A single number is required: how many lines in the records below contain "Result".

(RECORDS FOR PROCESSING):

○ ○ ○ ○ ○

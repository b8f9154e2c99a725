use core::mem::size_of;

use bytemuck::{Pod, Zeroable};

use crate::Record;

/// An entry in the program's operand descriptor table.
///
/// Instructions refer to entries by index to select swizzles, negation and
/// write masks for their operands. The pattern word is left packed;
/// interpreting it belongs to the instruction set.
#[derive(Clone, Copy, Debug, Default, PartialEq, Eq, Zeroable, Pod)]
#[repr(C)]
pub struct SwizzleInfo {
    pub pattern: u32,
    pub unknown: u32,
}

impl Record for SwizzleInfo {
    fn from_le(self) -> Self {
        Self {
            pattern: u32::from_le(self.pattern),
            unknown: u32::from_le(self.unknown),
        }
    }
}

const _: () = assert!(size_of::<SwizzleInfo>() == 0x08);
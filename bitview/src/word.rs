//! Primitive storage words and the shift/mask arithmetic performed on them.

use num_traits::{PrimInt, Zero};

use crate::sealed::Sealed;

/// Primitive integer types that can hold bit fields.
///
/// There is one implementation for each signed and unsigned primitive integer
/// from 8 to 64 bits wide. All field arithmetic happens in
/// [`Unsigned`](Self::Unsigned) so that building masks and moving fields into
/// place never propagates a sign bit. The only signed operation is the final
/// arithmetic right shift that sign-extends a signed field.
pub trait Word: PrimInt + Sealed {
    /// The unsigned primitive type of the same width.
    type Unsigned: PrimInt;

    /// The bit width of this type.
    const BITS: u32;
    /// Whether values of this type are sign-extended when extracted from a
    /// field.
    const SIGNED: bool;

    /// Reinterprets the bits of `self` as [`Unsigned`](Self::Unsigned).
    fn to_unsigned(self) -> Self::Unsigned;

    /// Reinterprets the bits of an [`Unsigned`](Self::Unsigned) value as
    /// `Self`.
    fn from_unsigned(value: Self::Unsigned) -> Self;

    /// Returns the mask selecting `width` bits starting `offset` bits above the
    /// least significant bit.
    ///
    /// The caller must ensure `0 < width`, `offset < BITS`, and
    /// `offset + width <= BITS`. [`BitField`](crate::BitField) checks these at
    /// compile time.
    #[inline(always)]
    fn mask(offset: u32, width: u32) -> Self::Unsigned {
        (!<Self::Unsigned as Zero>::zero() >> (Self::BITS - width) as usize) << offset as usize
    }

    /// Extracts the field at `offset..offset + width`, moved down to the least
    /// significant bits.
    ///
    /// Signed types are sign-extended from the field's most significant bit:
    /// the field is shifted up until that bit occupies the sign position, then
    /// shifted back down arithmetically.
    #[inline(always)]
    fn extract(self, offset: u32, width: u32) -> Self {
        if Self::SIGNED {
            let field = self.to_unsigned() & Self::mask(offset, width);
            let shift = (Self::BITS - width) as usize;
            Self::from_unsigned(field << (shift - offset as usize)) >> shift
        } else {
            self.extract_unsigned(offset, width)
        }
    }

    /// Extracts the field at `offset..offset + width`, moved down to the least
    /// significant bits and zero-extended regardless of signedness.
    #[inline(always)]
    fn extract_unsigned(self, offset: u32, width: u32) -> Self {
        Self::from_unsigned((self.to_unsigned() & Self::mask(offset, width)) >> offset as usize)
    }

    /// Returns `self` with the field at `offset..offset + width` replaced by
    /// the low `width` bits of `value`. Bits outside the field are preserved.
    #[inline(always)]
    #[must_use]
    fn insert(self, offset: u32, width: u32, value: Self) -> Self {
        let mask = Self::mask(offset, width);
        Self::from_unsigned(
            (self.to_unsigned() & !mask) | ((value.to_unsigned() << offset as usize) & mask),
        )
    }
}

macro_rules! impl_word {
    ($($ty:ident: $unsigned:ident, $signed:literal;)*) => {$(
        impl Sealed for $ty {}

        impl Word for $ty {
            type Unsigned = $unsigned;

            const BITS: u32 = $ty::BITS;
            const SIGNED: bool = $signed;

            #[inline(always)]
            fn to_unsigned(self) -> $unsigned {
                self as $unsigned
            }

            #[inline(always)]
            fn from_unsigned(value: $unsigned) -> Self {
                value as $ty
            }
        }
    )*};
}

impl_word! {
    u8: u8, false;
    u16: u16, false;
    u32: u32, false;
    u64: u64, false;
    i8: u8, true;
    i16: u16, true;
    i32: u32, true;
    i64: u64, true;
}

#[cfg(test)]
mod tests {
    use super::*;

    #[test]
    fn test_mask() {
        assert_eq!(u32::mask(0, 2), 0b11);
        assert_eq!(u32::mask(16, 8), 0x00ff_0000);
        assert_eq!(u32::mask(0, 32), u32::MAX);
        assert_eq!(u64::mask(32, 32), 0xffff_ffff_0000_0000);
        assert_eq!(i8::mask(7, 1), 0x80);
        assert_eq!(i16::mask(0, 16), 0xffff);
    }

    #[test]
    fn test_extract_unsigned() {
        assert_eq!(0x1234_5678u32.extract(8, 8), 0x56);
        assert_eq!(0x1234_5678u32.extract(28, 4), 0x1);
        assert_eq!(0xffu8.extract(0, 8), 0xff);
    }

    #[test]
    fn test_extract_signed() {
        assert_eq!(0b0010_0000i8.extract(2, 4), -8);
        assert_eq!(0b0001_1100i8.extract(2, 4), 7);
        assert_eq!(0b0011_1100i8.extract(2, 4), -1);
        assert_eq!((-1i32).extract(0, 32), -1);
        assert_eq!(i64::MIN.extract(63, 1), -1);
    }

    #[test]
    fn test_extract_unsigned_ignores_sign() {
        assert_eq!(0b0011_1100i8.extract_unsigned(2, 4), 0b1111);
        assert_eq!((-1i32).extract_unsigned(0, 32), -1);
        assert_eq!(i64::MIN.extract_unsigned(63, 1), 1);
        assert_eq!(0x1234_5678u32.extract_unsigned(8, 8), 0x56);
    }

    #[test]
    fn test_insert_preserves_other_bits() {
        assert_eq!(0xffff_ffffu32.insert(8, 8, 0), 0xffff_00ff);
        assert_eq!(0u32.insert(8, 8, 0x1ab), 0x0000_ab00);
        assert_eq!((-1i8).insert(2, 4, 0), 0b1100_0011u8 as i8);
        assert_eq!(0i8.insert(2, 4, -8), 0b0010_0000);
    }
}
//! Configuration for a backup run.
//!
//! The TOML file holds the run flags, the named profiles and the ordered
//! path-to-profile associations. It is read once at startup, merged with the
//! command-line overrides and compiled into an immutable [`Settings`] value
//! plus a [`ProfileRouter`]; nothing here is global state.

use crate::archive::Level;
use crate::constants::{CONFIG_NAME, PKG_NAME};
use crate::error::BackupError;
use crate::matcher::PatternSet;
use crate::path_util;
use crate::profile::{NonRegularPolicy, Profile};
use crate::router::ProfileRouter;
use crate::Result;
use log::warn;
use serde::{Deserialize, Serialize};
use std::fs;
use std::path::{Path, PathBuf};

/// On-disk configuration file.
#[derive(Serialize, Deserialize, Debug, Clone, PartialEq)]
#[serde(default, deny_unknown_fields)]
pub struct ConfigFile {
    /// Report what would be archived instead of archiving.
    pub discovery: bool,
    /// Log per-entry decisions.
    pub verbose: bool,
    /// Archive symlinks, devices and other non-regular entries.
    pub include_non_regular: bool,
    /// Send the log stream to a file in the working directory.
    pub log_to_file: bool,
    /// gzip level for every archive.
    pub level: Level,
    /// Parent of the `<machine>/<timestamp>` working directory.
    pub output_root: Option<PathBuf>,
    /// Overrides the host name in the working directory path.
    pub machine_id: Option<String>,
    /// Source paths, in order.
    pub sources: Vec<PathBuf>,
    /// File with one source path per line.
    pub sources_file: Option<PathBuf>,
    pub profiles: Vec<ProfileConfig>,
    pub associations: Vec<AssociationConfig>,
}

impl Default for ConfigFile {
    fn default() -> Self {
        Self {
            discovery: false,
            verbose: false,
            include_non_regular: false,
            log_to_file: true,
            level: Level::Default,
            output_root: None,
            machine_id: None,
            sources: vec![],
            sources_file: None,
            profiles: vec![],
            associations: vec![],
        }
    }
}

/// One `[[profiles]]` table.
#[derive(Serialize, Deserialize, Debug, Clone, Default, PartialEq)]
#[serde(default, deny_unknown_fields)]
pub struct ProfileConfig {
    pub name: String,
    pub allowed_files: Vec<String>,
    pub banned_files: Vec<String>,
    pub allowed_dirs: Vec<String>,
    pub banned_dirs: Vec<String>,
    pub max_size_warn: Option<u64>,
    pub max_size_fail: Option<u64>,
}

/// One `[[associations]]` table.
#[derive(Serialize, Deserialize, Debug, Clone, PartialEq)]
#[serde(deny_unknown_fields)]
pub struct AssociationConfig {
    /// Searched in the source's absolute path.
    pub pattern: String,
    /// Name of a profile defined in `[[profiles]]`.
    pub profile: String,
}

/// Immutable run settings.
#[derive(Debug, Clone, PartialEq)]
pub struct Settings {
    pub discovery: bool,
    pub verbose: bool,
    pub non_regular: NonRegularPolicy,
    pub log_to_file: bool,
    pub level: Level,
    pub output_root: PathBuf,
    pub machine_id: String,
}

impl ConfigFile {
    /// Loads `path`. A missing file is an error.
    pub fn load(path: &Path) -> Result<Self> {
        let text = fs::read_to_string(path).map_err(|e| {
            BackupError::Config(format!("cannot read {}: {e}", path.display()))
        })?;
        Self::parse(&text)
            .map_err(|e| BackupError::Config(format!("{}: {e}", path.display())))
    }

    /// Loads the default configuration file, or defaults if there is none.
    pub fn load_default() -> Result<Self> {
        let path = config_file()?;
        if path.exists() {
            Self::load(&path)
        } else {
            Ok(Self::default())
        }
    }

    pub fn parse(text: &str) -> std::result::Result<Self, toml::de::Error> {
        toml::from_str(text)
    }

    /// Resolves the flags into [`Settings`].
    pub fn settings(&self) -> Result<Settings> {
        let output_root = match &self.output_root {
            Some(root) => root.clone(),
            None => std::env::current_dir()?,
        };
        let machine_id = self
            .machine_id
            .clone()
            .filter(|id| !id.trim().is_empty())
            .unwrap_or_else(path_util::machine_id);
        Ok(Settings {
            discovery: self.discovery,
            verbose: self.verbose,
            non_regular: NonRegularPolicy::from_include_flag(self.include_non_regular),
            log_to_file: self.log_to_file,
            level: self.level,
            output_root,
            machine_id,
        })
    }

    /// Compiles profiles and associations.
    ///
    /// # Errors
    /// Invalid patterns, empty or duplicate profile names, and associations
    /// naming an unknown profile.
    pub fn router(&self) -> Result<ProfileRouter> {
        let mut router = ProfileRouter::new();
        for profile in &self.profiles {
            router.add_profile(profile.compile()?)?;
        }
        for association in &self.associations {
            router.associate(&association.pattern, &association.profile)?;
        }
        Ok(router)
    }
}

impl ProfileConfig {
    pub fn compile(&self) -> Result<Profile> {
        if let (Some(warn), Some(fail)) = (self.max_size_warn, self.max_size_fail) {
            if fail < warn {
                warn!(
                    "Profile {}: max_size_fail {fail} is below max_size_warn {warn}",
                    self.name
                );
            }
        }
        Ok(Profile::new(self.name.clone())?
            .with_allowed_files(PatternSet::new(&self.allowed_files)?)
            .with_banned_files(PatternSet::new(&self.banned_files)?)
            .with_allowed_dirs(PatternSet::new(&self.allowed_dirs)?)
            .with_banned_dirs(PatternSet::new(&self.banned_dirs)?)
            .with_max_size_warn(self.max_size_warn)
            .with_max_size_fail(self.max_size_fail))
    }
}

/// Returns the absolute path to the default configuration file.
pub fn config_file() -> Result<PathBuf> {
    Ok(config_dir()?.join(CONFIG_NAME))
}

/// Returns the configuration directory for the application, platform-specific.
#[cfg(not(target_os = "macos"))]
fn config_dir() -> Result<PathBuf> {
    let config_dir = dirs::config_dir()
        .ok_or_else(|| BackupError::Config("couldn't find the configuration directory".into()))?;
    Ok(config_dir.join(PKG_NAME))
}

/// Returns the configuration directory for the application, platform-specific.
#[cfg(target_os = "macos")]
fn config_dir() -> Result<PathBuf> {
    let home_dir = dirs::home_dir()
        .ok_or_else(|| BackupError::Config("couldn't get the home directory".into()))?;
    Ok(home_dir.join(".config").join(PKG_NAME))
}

○ ○ ○ ○ ○

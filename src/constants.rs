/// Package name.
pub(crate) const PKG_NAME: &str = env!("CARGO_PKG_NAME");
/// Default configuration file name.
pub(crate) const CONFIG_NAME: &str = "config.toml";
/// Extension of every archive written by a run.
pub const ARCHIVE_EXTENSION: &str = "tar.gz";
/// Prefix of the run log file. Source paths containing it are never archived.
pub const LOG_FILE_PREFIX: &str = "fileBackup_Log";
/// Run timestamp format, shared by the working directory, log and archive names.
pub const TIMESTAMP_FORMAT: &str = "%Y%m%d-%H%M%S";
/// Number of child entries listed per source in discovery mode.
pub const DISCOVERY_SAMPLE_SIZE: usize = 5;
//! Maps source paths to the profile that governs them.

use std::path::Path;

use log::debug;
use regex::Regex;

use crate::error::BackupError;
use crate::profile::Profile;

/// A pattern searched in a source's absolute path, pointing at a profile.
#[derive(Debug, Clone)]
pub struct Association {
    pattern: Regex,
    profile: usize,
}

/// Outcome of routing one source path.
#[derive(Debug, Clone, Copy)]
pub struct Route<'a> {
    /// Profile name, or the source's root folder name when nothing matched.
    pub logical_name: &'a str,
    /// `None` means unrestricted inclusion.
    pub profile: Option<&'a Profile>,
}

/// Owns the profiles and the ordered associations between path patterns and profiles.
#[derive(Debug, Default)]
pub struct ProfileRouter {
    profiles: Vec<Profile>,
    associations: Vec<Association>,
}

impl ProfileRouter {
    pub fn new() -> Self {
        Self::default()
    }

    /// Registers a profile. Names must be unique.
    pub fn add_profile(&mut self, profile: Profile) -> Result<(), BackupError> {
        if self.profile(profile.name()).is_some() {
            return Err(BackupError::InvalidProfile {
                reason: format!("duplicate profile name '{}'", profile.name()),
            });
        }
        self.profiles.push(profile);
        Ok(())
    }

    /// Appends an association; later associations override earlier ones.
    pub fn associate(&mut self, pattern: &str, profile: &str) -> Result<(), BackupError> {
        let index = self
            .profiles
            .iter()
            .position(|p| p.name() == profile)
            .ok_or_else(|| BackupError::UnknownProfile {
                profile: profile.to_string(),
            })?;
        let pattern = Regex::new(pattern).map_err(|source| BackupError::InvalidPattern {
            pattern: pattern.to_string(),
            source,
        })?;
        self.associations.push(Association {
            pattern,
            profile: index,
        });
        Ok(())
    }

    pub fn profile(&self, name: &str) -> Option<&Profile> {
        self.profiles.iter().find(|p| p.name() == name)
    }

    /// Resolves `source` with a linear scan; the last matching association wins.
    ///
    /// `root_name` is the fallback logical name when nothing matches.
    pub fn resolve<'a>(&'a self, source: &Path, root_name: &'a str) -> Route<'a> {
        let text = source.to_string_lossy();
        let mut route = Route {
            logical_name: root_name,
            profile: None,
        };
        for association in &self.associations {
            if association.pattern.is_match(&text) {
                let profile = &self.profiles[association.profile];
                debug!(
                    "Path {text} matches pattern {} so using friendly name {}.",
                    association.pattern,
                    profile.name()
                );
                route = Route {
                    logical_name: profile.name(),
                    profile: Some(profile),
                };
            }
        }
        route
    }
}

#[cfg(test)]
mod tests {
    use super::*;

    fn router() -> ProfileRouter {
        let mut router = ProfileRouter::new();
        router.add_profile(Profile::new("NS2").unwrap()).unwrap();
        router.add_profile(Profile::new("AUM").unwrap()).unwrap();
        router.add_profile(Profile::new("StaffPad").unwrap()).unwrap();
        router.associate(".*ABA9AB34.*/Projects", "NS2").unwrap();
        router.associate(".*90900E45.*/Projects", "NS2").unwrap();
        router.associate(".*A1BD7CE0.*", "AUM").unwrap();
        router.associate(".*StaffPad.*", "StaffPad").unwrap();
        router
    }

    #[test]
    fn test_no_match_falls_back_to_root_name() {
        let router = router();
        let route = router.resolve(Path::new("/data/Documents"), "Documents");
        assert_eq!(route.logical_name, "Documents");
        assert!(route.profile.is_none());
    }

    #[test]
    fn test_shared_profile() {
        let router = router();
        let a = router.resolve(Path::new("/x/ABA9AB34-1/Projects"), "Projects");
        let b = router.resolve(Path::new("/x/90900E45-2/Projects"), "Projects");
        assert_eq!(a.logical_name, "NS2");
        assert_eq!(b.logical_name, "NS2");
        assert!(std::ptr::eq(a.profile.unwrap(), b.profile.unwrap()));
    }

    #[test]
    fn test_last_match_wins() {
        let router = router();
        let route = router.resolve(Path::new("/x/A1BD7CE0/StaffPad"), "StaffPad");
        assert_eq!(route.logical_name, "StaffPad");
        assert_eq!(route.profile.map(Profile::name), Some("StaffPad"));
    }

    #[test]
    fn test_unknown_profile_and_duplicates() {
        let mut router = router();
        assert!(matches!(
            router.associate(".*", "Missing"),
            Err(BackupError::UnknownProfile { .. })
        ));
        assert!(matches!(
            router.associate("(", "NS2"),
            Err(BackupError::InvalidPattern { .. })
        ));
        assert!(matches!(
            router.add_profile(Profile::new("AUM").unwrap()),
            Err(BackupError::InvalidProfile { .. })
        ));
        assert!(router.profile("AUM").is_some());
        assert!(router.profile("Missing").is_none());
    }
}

○ ○ ○ ○ ○

(ANSWER TO THIS EXERCISE):
12